Problem details
Copy every line that holds the string "items" from the data below.

*** Raw data ***

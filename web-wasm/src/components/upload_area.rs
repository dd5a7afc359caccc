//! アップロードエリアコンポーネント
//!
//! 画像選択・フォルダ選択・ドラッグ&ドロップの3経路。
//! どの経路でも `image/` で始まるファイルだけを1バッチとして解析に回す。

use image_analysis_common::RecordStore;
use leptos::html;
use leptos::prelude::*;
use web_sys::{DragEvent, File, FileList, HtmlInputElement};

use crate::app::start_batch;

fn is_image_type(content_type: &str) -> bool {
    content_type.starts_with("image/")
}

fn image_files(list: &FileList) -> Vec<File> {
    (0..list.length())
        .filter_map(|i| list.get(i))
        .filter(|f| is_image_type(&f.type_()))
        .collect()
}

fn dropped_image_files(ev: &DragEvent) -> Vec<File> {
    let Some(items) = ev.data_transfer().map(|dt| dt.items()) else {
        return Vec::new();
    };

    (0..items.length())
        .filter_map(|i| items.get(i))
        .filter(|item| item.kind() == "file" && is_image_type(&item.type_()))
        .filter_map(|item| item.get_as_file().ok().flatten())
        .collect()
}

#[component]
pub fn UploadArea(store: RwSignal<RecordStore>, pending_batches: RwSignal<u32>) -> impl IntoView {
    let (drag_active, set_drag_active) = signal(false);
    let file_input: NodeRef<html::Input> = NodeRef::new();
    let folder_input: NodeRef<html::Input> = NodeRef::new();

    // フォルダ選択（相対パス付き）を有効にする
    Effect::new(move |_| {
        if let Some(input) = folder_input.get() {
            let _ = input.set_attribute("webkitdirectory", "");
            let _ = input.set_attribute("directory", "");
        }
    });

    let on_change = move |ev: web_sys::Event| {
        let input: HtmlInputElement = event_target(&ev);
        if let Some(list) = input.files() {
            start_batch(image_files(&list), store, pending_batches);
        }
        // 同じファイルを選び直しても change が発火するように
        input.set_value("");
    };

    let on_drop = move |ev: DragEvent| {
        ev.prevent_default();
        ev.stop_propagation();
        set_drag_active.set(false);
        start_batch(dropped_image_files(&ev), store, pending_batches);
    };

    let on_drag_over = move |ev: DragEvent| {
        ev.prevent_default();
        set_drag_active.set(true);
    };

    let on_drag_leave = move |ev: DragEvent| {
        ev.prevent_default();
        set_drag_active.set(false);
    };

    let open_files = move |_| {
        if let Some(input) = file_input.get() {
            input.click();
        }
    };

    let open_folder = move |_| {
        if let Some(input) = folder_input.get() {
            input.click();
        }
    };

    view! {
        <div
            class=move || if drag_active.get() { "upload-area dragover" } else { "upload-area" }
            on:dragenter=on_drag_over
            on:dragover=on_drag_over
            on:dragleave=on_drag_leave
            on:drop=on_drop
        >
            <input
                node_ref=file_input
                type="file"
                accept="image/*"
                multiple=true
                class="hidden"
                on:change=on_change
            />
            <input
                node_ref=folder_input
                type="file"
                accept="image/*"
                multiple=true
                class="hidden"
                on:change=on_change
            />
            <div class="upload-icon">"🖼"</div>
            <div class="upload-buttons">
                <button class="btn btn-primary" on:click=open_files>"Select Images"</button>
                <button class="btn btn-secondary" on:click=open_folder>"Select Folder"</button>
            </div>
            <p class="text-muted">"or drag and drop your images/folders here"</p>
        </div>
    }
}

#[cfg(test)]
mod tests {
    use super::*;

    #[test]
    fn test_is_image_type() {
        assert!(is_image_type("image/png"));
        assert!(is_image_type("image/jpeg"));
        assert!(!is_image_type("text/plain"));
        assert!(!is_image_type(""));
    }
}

***

Task result
    let Some(items) = ev.data_transfer().map(|dt| dt.items()) else {
    (0..items.length())
        .filter_map(|i| items.get(i))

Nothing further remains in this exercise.